In 2006, Harrington became McDermott Will’s first female department head, assuming responsibility for private clients. She retained that position in 2008 when the firm restructured, creating 16 practice groups, including the private client group. Today, she says, women also lead the firm’s practice groups for intellectual property litigation, regulatory and state and local tax.
Tax Expert
Harrington joined Winston & Strawn at a fortuitous time for her career. This was a year after Congress had passed the Tax Reform Act of 1976, which included a section called Tax on Certain Generation-Skipping Transfers. She says her mentor, Fred Acker, the firm’s head of the estate planning practice, asked her to educate herself on this new tax as no one in the firm had a grasp of the provision. The 1976 GST tax was seen by many observers at the time as extremely complicated and was heavily criticized.
The GST tax is incurred when a donor transfers property in the form of a gift during life or at death to a beneficiary more than 37.5 years younger, who is usually the donor’s grandchild. The aim is to ensure that a transfer tax is paid on assets placed in a trust for a child when the trust moves to the grandchild, and also when property is given directly to a grandchild, outright or in trust. The GST tax applies only to amounts in excess of the generation-skipping tax exemption—originally $1 million, now about $5.3 million, per donor.
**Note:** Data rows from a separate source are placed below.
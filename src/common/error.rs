use thiserror::Error;

use super::types::PageId;

/// Storage engine error types
#[derive(Error, Debug)]
pub enum BurrowError {
    #[error("I/O error: {0}")]
    Io(#[from] std::io::Error),

    #[error("Buffer pool is full, no evictable frames available")]
    PoolExhausted,

    #[error("Invalid page ID: {0}")]
    InvalidPageId(PageId),

    #[error("Page {0} is still pinned")]
    PagePinned(PageId),

    #[error("Key-value pair already exists in the index")]
    DuplicateEntry,

    #[error("Directory has reached its maximum depth, bucket cannot split")]
    DirectoryDepthExhausted,

    #[error("Disk scheduler error: {0}")]
    DiskScheduler(String),
}

pub type Result<T> = std::result::Result<T, BurrowError>;
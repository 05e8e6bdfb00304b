//! Burrow - a disk-backed storage engine core in Rust
//!
//! The engine caches fixed-size disk pages in a buffer pool and builds a
//! disk-resident extendible hash index on top of it.
//!
//! # Architecture
//!
//! The system is organized into three layers:
//!
//! - **Storage Layer** (`storage`): Handles disk I/O and page organization
//!   - `DiskManager`: Reads and writes pages to/from disk
//!   - `DiskScheduler`: Asynchronous disk I/O scheduling
//!   - `HashDirectoryPage`: Directory mapping hash prefixes to buckets
//!   - `HashBucketPage`: Bucket storage for (key, record id) entries
//!
//! - **Buffer Pool** (`buffer`): Memory management for database pages
//!   - `BufferPoolManager`: Fetches pages from disk and caches them in memory
//!   - `LruReplacer`: LRU page replacement policy
//!   - `FrameHeader`: Per-frame metadata and data storage
//!   - `PageReadGuard`/`PageWriteGuard`: RAII guards for thread-safe page access
//!
//! - **Index** (`index`): The extendible hash index
//!   - `ExtendibleHashIndex`: Non-unique hash index with bucket splits,
//!     directory doubling, merges, and directory shrinking
//!
//! # Example
//!
//! ```rust,no_run
//! use std::sync::Arc;
//! use burrow::buffer::BufferPoolManager;
//! use burrow::index::ExtendibleHashIndex;
//! use burrow::storage::disk::DiskManager;
//! use burrow::{PageId, RecordId, SlotId};
//!
//! // Create a disk manager for a database file
//! let disk_manager = Arc::new(DiskManager::new("test.db").unwrap());
//!
//! // Create a buffer pool with 100 frames
//! let bpm = Arc::new(BufferPoolManager::new(100, disk_manager));
//!
//! // Build an index over u64 keys and point a key at a record
//! let index: ExtendibleHashIndex<u64> = ExtendibleHashIndex::new(bpm).unwrap();
//! let rid = RecordId::new(PageId::new(7), SlotId::new(3));
//! index.insert(&42, rid).unwrap();
//! assert_eq!(index.get_value(&42).unwrap(), vec![rid]);
//! ```

pub mod buffer;
pub mod common;
pub mod index;
pub mod storage;

// Re-export commonly used types at the crate root
pub use common::{BurrowError, PageId, RecordId, Result, SlotId};
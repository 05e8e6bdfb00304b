use std::sync::atomic::{AtomicBool, AtomicU32, Ordering};

use parking_lot::RwLock;

use crate::common::{FrameId, PageId, INVALID_PAGE_ID, PAGE_SIZE};

/// FrameHeader manages a single buffer frame: the page's bytes plus the
/// metadata the pool needs to track it. The data lock doubles as the
/// per-page reader/writer latch; the pin count only prevents reclamation.
pub struct FrameHeader {
    /// The frame ID (index into the pool's frame arena)
    frame_id: FrameId,
    /// The page ID stored in this frame (INVALID_PAGE_ID if empty)
    page_id: RwLock<PageId>,
    /// Pin count - number of outstanding guards on this frame
    pin_count: AtomicU32,
    /// Whether the page has been modified since being read from disk
    is_dirty: AtomicBool,
    /// The page data, behind the per-page latch
    data: RwLock<Box<[u8; PAGE_SIZE]>>,
}

impl FrameHeader {
    pub fn new(frame_id: FrameId) -> Self {
        Self {
            frame_id,
            page_id: RwLock::new(INVALID_PAGE_ID),
            pin_count: AtomicU32::new(0),
            is_dirty: AtomicBool::new(false),
            data: RwLock::new(Box::new([0u8; PAGE_SIZE])),
        }
    }

    pub fn frame_id(&self) -> FrameId {
        self.frame_id
    }

    pub fn page_id(&self) -> PageId {
        *self.page_id.read()
    }

    pub(crate) fn set_page_id(&self, page_id: PageId) {
        *self.page_id.write() = page_id;
    }

    pub fn pin_count(&self) -> u32 {
        self.pin_count.load(Ordering::Acquire)
    }

    /// Increments the pin count and returns the new value.
    pub(crate) fn pin(&self) -> u32 {
        self.pin_count.fetch_add(1, Ordering::AcqRel) + 1
    }

    /// Decrements the pin count and returns the new value.
    /// Returns None if the pin count was already 0.
    pub(crate) fn unpin(&self) -> Option<u32> {
        loop {
            let current = self.pin_count.load(Ordering::Acquire);
            if current == 0 {
                return None;
            }
            if self
                .pin_count
                .compare_exchange(current, current - 1, Ordering::AcqRel, Ordering::Relaxed)
                .is_ok()
            {
                return Some(current - 1);
            }
        }
    }

    pub fn is_dirty(&self) -> bool {
        self.is_dirty.load(Ordering::Acquire)
    }

    pub(crate) fn set_dirty(&self, dirty: bool) {
        self.is_dirty.store(dirty, Ordering::Release);
    }

    /// Acquires the per-page latch for reading.
    pub(crate) fn read_data(&self) -> parking_lot::RwLockReadGuard<'_, Box<[u8; PAGE_SIZE]>> {
        self.data.read()
    }

    /// Acquires the per-page latch for writing.
    pub(crate) fn write_data(&self) -> parking_lot::RwLockWriteGuard<'_, Box<[u8; PAGE_SIZE]>> {
        self.data.write()
    }

    /// Copies the frame's content into the given buffer, for flushing.
    pub(crate) fn copy_to(&self, data: &mut [u8]) {
        assert_eq!(data.len(), PAGE_SIZE);
        let guard = self.data.read();
        data.copy_from_slice(&**guard);
    }

    /// Resets the frame for reuse under a different page id:
    /// zero-fills the buffer and clears all metadata.
    pub(crate) fn reset(&self) {
        *self.page_id.write() = INVALID_PAGE_ID;
        self.pin_count.store(0, Ordering::Release);
        self.is_dirty.store(false, Ordering::Release);
        self.data.write().fill(0);
    }
}
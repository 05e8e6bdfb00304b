use super::types::PageId;

/// Size of a page in bytes (4 KB)
pub const PAGE_SIZE: usize = 4096;

/// Invalid page ID constant
pub const INVALID_PAGE_ID: PageId = PageId(u32::MAX);

/// Default buffer pool size (number of frames)
pub const DEFAULT_BUFFER_POOL_SIZE: usize = 64;

/// Maximum global depth the directory page layout supports
pub const DIRECTORY_MAX_DEPTH: u32 = 9;

/// Number of directory slots reserved in the page layout (2^max depth)
pub const DIRECTORY_ARRAY_SIZE: usize = 1 << DIRECTORY_MAX_DEPTH;
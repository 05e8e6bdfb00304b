use std::marker::PhantomData;

use crate::common::{RecordId, PAGE_SIZE};
use crate::index::IndexKey;

/// Outcome of a bucket-level insert attempt. Callers must distinguish a
/// duplicate rejection from a full bucket: only the latter warrants a split.
#[derive(Debug, Clone, Copy, PartialEq, Eq)]
pub enum BucketInsert {
    Inserted,
    Duplicate,
    Full,
}

/// Number of (key, value) slots a bucket page holds for keys of encoded
/// width `key_size`. Each slot costs one entry plus two bitmap bits.
pub fn bucket_capacity_for(key_size: usize) -> usize {
    4 * PAGE_SIZE / (4 * (key_size + RecordId::ENCODED_SIZE) + 1)
}

/// Mutable view over an extendible hash bucket page.
///
/// Layout: `occupied` bitmap, `readable` bitmap, then a fixed slot array of
/// encoded (key, record id) entries. `occupied[i]` means slot `i` has been
/// written since the bucket's last drain; `readable[i]` means it currently
/// holds a live entry. Slots fill in index order, so probe loops stop at the
/// first unoccupied slot.
pub struct HashBucketPage<'a, K> {
    data: &'a mut [u8],
    _key: PhantomData<K>,
}

impl<'a, K: IndexKey> HashBucketPage<'a, K> {
    pub fn new(data: &'a mut [u8]) -> Self {
        assert_eq!(data.len(), PAGE_SIZE);
        Self {
            data,
            _key: PhantomData,
        }
    }

    pub fn capacity() -> usize {
        bucket_capacity_for(K::ENCODED_SIZE)
    }

    fn entry_size() -> usize {
        K::ENCODED_SIZE + RecordId::ENCODED_SIZE
    }

    fn bitmap_bytes() -> usize {
        (Self::capacity() + 7) / 8
    }

    fn entry_offset(idx: usize) -> usize {
        2 * Self::bitmap_bytes() + idx * Self::entry_size()
    }

    /// Zero-fills the page: no slot occupied, no slot readable.
    pub fn init(&mut self) {
        self.data.fill(0);
    }

    pub fn is_occupied(&self, idx: usize) -> bool {
        self.data[idx / 8] & (1 << (idx % 8)) != 0
    }

    fn set_occupied(&mut self, idx: usize) {
        self.data[idx / 8] |= 1 << (idx % 8);
    }

    pub fn is_readable(&self, idx: usize) -> bool {
        self.data[Self::bitmap_bytes() + idx / 8] & (1 << (idx % 8)) != 0
    }

    fn set_readable(&mut self, idx: usize) {
        self.data[Self::bitmap_bytes() + idx / 8] |= 1 << (idx % 8);
    }

    pub fn key_at(&self, idx: usize) -> K {
        let offset = Self::entry_offset(idx);
        K::decode_from(&self.data[offset..offset + K::ENCODED_SIZE])
    }

    pub fn value_at(&self, idx: usize) -> RecordId {
        let offset = Self::entry_offset(idx) + K::ENCODED_SIZE;
        RecordId::decode_from(&self.data[offset..offset + RecordId::ENCODED_SIZE])
    }

    fn set_entry(&mut self, idx: usize, key: &K, value: RecordId) {
        let offset = Self::entry_offset(idx);
        key.encode_to(&mut self.data[offset..offset + K::ENCODED_SIZE]);
        value.encode_to(
            &mut self.data
                [offset + K::ENCODED_SIZE..offset + K::ENCODED_SIZE + RecordId::ENCODED_SIZE],
        );
    }

    /// Collects every live value stored under `key`.
    pub fn get_value(&self, key: &K) -> Vec<RecordId> {
        let mut results = Vec::new();
        let capacity = Self::capacity();
        for i in 0..capacity {
            if !self.is_occupied(i) {
                break;
            }
            if self.is_readable(i) && self.key_at(i) == *key {
                results.push(self.value_at(i));
            }
        }
        results
    }

    /// Inserts (key, value) into the first reusable slot: the first
    /// tombstone seen during the scan, else the first unoccupied slot.
    /// An identical live pair is rejected, and a bucket with neither a
    /// tombstone nor an unoccupied slot reports itself full.
    pub fn insert(&mut self, key: &K, value: RecordId) -> BucketInsert {
        let capacity = Self::capacity();
        let mut free_slot = None;
        let mut i = 0;
        while i < capacity && self.is_occupied(i) {
            if self.is_readable(i) {
                if self.key_at(i) == *key && self.value_at(i) == value {
                    return BucketInsert::Duplicate;
                }
            } else if free_slot.is_none() {
                free_slot = Some(i);
            }
            i += 1;
        }

        let slot = match free_slot {
            Some(slot) => slot,
            None if i < capacity => i,
            None => return BucketInsert::Full,
        };

        self.set_entry(slot, key, value);
        self.set_occupied(slot);
        self.set_readable(slot);
        BucketInsert::Inserted
    }

    /// Tombstones the first live slot matching both key and value exactly.
    /// Returns whether a match was found.
    pub fn remove(&mut self, key: &K, value: RecordId) -> bool {
        let capacity = Self::capacity();
        for i in 0..capacity {
            if !self.is_occupied(i) {
                break;
            }
            if self.is_readable(i) && self.key_at(i) == *key && self.value_at(i) == value {
                self.remove_at(i);
                return true;
            }
        }
        false
    }

    /// Clears the readable bit, leaving the slot as a tombstone.
    pub fn remove_at(&mut self, idx: usize) {
        self.data[Self::bitmap_bytes() + idx / 8] &= !(1 << (idx % 8));
    }

    pub fn num_readable(&self) -> usize {
        self.data[Self::bitmap_bytes()..2 * Self::bitmap_bytes()]
            .iter()
            .map(|b| b.count_ones() as usize)
            .sum()
    }

    pub fn is_full(&self) -> bool {
        self.num_readable() == Self::capacity()
    }

    pub fn is_empty(&self) -> bool {
        self.data[Self::bitmap_bytes()..2 * Self::bitmap_bytes()]
            .iter()
            .all(|&b| b == 0)
    }

    /// Drains every live (key, value) pair and resets both bitmaps. This is
    /// the only operation that clears `occupied`; it prepares the bucket to
    /// be refilled as one half of a post-split pair.
    pub fn drain_entries(&mut self) -> Vec<(K, RecordId)> {
        let capacity = Self::capacity();
        let mut entries = Vec::new();
        for i in 0..capacity {
            if !self.is_occupied(i) {
                break;
            }
            if self.is_readable(i) {
                entries.push((self.key_at(i), self.value_at(i)));
            }
        }
        self.data[..2 * Self::bitmap_bytes()].fill(0);
        entries
    }
}

/// Read-only view over a bucket page.
pub struct HashBucketPageRef<'a, K> {
    data: &'a [u8],
    _key: PhantomData<K>,
}

impl<'a, K: IndexKey> HashBucketPageRef<'a, K> {
    pub fn new(data: &'a [u8]) -> Self {
        assert_eq!(data.len(), PAGE_SIZE);
        Self {
            data,
            _key: PhantomData,
        }
    }

    pub fn capacity() -> usize {
        bucket_capacity_for(K::ENCODED_SIZE)
    }

    fn bitmap_bytes() -> usize {
        (Self::capacity() + 7) / 8
    }

    fn entry_offset(idx: usize) -> usize {
        2 * Self::bitmap_bytes() + idx * (K::ENCODED_SIZE + RecordId::ENCODED_SIZE)
    }

    pub fn is_occupied(&self, idx: usize) -> bool {
        self.data[idx / 8] & (1 << (idx % 8)) != 0
    }

    pub fn is_readable(&self, idx: usize) -> bool {
        self.data[Self::bitmap_bytes() + idx / 8] & (1 << (idx % 8)) != 0
    }

    pub fn key_at(&self, idx: usize) -> K {
        let offset = Self::entry_offset(idx);
        K::decode_from(&self.data[offset..offset + K::ENCODED_SIZE])
    }

    pub fn value_at(&self, idx: usize) -> RecordId {
        let offset = Self::entry_offset(idx) + K::ENCODED_SIZE;
        RecordId::decode_from(&self.data[offset..offset + RecordId::ENCODED_SIZE])
    }

    pub fn get_value(&self, key: &K) -> Vec<RecordId> {
        let mut results = Vec::new();
        let capacity = Self::capacity();
        for i in 0..capacity {
            if !self.is_occupied(i) {
                break;
            }
            if self.is_readable(i) && self.key_at(i) == *key {
                results.push(self.value_at(i));
            }
        }
        results
    }

    pub fn num_readable(&self) -> usize {
        self.data[Self::bitmap_bytes()..2 * Self::bitmap_bytes()]
            .iter()
            .map(|b| b.count_ones() as usize)
            .sum()
    }

    pub fn is_full(&self) -> bool {
        self.num_readable() == Self::capacity()
    }

    pub fn is_empty(&self) -> bool {
        self.data[Self::bitmap_bytes()..2 * Self::bitmap_bytes()]
            .iter()
            .all(|&b| b == 0)
    }
}
//! Persistent store adapter.
//!
//! [`KeyValueStore`] is the raw `get/set/remove` interface of the external
//! store. [`StateStore`] layers typed load/save of [`CoordinatorState`] and
//! the [`ExtractedActions`] cache on top of it and is the only path the
//! coordinator uses to reach durable storage.

use std::collections::BTreeSet;
use std::path::{Path, PathBuf};
use std::sync::atomic::{AtomicBool, Ordering};
use std::sync::{Arc, Mutex};

use async_trait::async_trait;
use focus_core::models::{CoordinatorState, ExtractedActions, Meeting, ResourceId};
use focus_core::settings::Settings;
use focus_core::{FocusError, Result};
use serde::de::DeserializeOwned;
use serde_json::{Map, Value};

// ── Keys ──────────────────────────────────────────────────────────────────────

pub const KEY_ACTIVE: &str = "focusModeActive";
pub const KEY_HIDDEN: &str = "hiddenResources";
pub const KEY_MEETINGS: &str = "scheduledMeetings";
pub const KEY_SETTINGS: &str = "settings";
pub const KEY_ACTIONS: &str = "extractedActions";

const STATE_KEYS: &[&str] = &[KEY_ACTIVE, KEY_HIDDEN, KEY_MEETINGS, KEY_SETTINGS];
const ALL_KEYS: &[&str] = &[KEY_ACTIVE, KEY_HIDDEN, KEY_MEETINGS, KEY_SETTINGS, KEY_ACTIONS];

// ── KeyValueStore ─────────────────────────────────────────────────────────────

/// Raw interface of the external key-value store.
#[async_trait]
pub trait KeyValueStore: Send + Sync {
    /// Values for the requested keys. Missing keys are absent from the map.
    async fn get(&self, keys: &[&str]) -> Result<Map<String, Value>>;

    async fn set(&self, entries: Map<String, Value>) -> Result<()>;

    async fn remove(&self, keys: &[&str]) -> Result<()>;
}

// ── MemoryStore ───────────────────────────────────────────────────────────────

/// Volatile store. Writes can be made to fail for testing error paths.
#[derive(Debug, Default)]
pub struct MemoryStore {
    data: Mutex<Map<String, Value>>,
    fail_writes: AtomicBool,
}

impl MemoryStore {
    pub fn new() -> Self {
        Self::default()
    }

    /// Make every subsequent `set`/`remove` fail (or succeed again).
    pub fn fail_writes(&self, fail: bool) {
        self.fail_writes.store(fail, Ordering::SeqCst);
    }

    /// Snapshot of the raw stored value for `key`.
    pub fn raw(&self, key: &str) -> Option<Value> {
        self.data.lock().ok().and_then(|d| d.get(key).cloned())
    }

    fn check_writable(&self) -> Result<()> {
        if self.fail_writes.load(Ordering::SeqCst) {
            return Err(FocusError::StoreWrite {
                path: PathBuf::from("<memory>"),
                source: std::io::Error::other("writes disabled"),
            });
        }
        Ok(())
    }

    fn with_data<T>(&self, f: impl FnOnce(&mut Map<String, Value>) -> T) -> T {
        match self.data.lock() {
            Ok(mut data) => f(&mut data),
            Err(poisoned) => f(&mut poisoned.into_inner()),
        }
    }
}

#[async_trait]
impl KeyValueStore for MemoryStore {
    async fn get(&self, keys: &[&str]) -> Result<Map<String, Value>> {
        Ok(self.with_data(|data| pick(data, keys)))
    }

    async fn set(&self, entries: Map<String, Value>) -> Result<()> {
        self.check_writable()?;
        self.with_data(|data| data.extend(entries));
        Ok(())
    }

    async fn remove(&self, keys: &[&str]) -> Result<()> {
        self.check_writable()?;
        self.with_data(|data| {
            for key in keys {
                data.remove(*key);
            }
        });
        Ok(())
    }
}

// ── JsonFileStore ─────────────────────────────────────────────────────────────

/// Store backed by a single JSON object on disk.
///
/// Writes go to a temporary sibling file that is then renamed over the
/// target, so a crash never leaves a half-written store behind.
#[derive(Debug)]
pub struct JsonFileStore {
    path: PathBuf,
    write_lock: tokio::sync::Mutex<()>,
}

impl JsonFileStore {
    pub fn new(path: impl Into<PathBuf>) -> Self {
        Self {
            path: path.into(),
            write_lock: tokio::sync::Mutex::new(()),
        }
    }

    pub fn path(&self) -> &Path {
        &self.path
    }

    /// Read the whole document. A missing file is an empty store; a file
    /// that is not a JSON object is logged and treated as empty.
    async fn read_all(&self) -> Result<Map<String, Value>> {
        let content = match tokio::fs::read_to_string(&self.path).await {
            Ok(c) => c,
            Err(e) if e.kind() == std::io::ErrorKind::NotFound => return Ok(Map::new()),
            Err(source) => {
                return Err(FocusError::StoreRead {
                    path: self.path.clone(),
                    source,
                })
            }
        };

        match serde_json::from_str::<Value>(&content) {
            Ok(Value::Object(map)) => Ok(map),
            Ok(_) => {
                tracing::warn!(path = %self.path.display(), "store is not a JSON object; starting empty");
                Ok(Map::new())
            }
            Err(e) => {
                tracing::warn!(
                    error = %e,
                    path = %self.path.display(),
                    "failed to parse store; starting empty"
                );
                Ok(Map::new())
            }
        }
    }

    async fn write_all(&self, data: &Map<String, Value>) -> Result<()> {
        let write_err = |source: std::io::Error| FocusError::StoreWrite {
            path: self.path.clone(),
            source,
        };

        if let Some(parent) = self.path.parent() {
            tokio::fs::create_dir_all(parent).await.map_err(write_err)?;
        }

        let json = serde_json::to_string_pretty(data)?;
        let tmp = self.path.with_extension("json.tmp");
        tokio::fs::write(&tmp, json).await.map_err(write_err)?;
        tokio::fs::rename(&tmp, &self.path)
            .await
            .map_err(write_err)?;
        Ok(())
    }
}

#[async_trait]
impl KeyValueStore for JsonFileStore {
    async fn get(&self, keys: &[&str]) -> Result<Map<String, Value>> {
        let data = self.read_all().await?;
        Ok(pick(&data, keys))
    }

    async fn set(&self, entries: Map<String, Value>) -> Result<()> {
        let _guard = self.write_lock.lock().await;
        let mut data = self.read_all().await?;
        data.extend(entries);
        self.write_all(&data).await
    }

    async fn remove(&self, keys: &[&str]) -> Result<()> {
        let _guard = self.write_lock.lock().await;
        let mut data = self.read_all().await?;
        for key in keys {
            data.remove(*key);
        }
        self.write_all(&data).await
    }
}

fn pick(data: &Map<String, Value>, keys: &[&str]) -> Map<String, Value> {
    keys.iter()
        .filter_map(|k| data.get(*k).map(|v| (k.to_string(), v.clone())))
        .collect()
}

// ── StateStore ────────────────────────────────────────────────────────────────

/// Typed adapter over a [`KeyValueStore`].
#[derive(Clone)]
pub struct StateStore {
    kv: Arc<dyn KeyValueStore>,
}

impl StateStore {
    pub fn new(kv: Arc<dyn KeyValueStore>) -> Self {
        Self { kv }
    }

    /// Load the coordinator state. Absent keys take their defaults; a value
    /// with the wrong shape is logged and replaced by its default.
    pub async fn load(&self) -> Result<CoordinatorState> {
        let values = self.kv.get(STATE_KEYS).await?;

        let active: bool = decode_or_default(&values, KEY_ACTIVE);
        let hidden: BTreeSet<ResourceId> = decode_or_default(&values, KEY_HIDDEN);
        let meetings: Vec<Meeting> = decode_or_default(&values, KEY_MEETINGS);
        let settings: Settings = decode_or_default(&values, KEY_SETTINGS);

        tracing::debug!(
            active,
            hidden = hidden.len(),
            meetings = meetings.len(),
            "coordinator state loaded"
        );

        Ok(CoordinatorState {
            active,
            hidden_resources: hidden,
            scheduled_meetings: meetings,
            settings,
        })
    }

    /// Write every field of `state` in a single `set`.
    pub async fn save(&self, state: &CoordinatorState) -> Result<()> {
        let mut entries = Map::new();
        entries.insert(KEY_ACTIVE.to_string(), Value::Bool(state.active));
        entries.insert(
            KEY_HIDDEN.to_string(),
            serde_json::to_value(&state.hidden_resources)?,
        );
        entries.insert(
            KEY_MEETINGS.to_string(),
            serde_json::to_value(&state.scheduled_meetings)?,
        );
        entries.insert(
            KEY_SETTINGS.to_string(),
            serde_json::to_value(&state.settings)?,
        );
        self.kv.set(entries).await
    }

    pub async fn load_actions(&self) -> Result<Option<ExtractedActions>> {
        let values = self.kv.get(&[KEY_ACTIONS]).await?;
        Ok(values.get(KEY_ACTIONS).and_then(|v| {
            decode::<ExtractedActions>(KEY_ACTIONS, v)
                .map_err(|e| tracing::warn!(error = %e, "ignoring cached action items"))
                .ok()
        }))
    }

    pub async fn save_actions(&self, actions: &ExtractedActions) -> Result<()> {
        let mut entries = Map::new();
        entries.insert(KEY_ACTIONS.to_string(), serde_json::to_value(actions)?);
        self.kv.set(entries).await
    }

    pub async fn clear_actions(&self) -> Result<()> {
        self.kv.remove(&[KEY_ACTIONS]).await
    }

    /// Remove every coordinator key.
    pub async fn reset(&self) -> Result<()> {
        self.kv.remove(ALL_KEYS).await
    }
}

fn decode<T: DeserializeOwned>(key: &str, value: &Value) -> Result<T> {
    serde_json::from_value(value.clone()).map_err(|e| FocusError::CorruptValue {
        key: key.to_string(),
        reason: e.to_string(),
    })
}

fn decode_or_default<T: DeserializeOwned + Default>(values: &Map<String, Value>, key: &str) -> T {
    let Some(value) = values.get(key) else {
        return T::default();
    };
    decode(key, value).unwrap_or_else(|e| {
        tracing::warn!(error = %e, "falling back to default");
        T::default()
    })
}

// ── Tests ─────────────────────────────────────────────────────────────────────
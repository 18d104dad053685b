use std::fs::OpenOptions;
use std::path::{Path, PathBuf};
use std::sync::Mutex;

use tracing_subscriber::{fmt, prelude::*, EnvFilter};

// ── Directory bootstrap ────────────────────────────────────────────────────────

/// Make sure the directory that will hold the state store exists.
pub fn ensure_store_dir(store_path: &Path) -> anyhow::Result<()> {
    if let Some(parent) = store_path.parent() {
        if !parent.as_os_str().is_empty() {
            std::fs::create_dir_all(parent)?;
        }
    }
    Ok(())
}

// ── Logging bootstrap ──────────────────────────────────────────────────────────

/// Map a configured level name to an [`EnvFilter`] directive.
fn level_directive(log_level: &str) -> String {
    match log_level.to_uppercase().as_str() {
        "DEBUG" => "debug".to_string(),
        "INFO" => "info".to_string(),
        "WARNING" => "warn".to_string(),
        "ERROR" | "CRITICAL" => "error".to_string(),
        _ => log_level.to_lowercase(),
    }
}

/// Initialise the global `tracing` subscriber.
///
/// Output goes to `log_file` when given (appending, no colours) and to
/// stderr otherwise. Stdout is never used: it carries command responses.
pub fn setup_logging(log_level: &str, log_file: Option<&PathBuf>) -> anyhow::Result<()> {
    let filter =
        EnvFilter::try_new(level_directive(log_level)).unwrap_or_else(|_| EnvFilter::new("info"));

    let file_layer = match log_file {
        Some(path) => {
            ensure_store_dir(path)?;
            let file = OpenOptions::new().create(true).append(true).open(path)?;
            Some(
                fmt::layer()
                    .with_target(false)
                    .with_ansi(false)
                    .with_writer(Mutex::new(file)),
            )
        }
        None => None,
    };
    let stderr_layer = log_file.is_none().then(|| {
        fmt::layer()
            .with_target(false)
            .with_thread_ids(false)
            .with_writer(std::io::stderr)
    });

    tracing_subscriber::registry()
        .with(filter)
        .with(file_layer)
        .with(stderr_layer)
        .init();

    Ok(())
}

// ── Tests ──────────────────────────────────────────────────────────────────────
In 1986, Congress repealed the 1976 GST tax and replaced it with a revised GST tax that applies today, following several modifications over the years. Today, the GST tax applies at the same rate as the estate tax of 40%. Its exemption, which is indexed for inflation, of $5.3 million is the same amount as the estate tax exemption but is a separate exemption, as the taxes are separate taxes.
Harrington has followed the evolution of the GST tax throughout her career, and in the process has become one of the country’s foremost experts on the tax. She has co-written a book and more than a dozen articles on the subject and advised tax professionals, attorneys, executors, trustees and others.
Harrington has spoken frequently at professional conferences, during one stretch giving an average of six speeches a year. She says she has cut back that activity in recent years. Today, she spends about half her time involved in administrative duties as practice group leader and the other half advising clients on tax issues, closely held businesses and succession planning, private trust companies, private foundations and trust and estate administration.
“I’m very grateful to have had the opportunity to work in a challenging profession, associating with highly intelligent people,” she says. “And the pay is good.”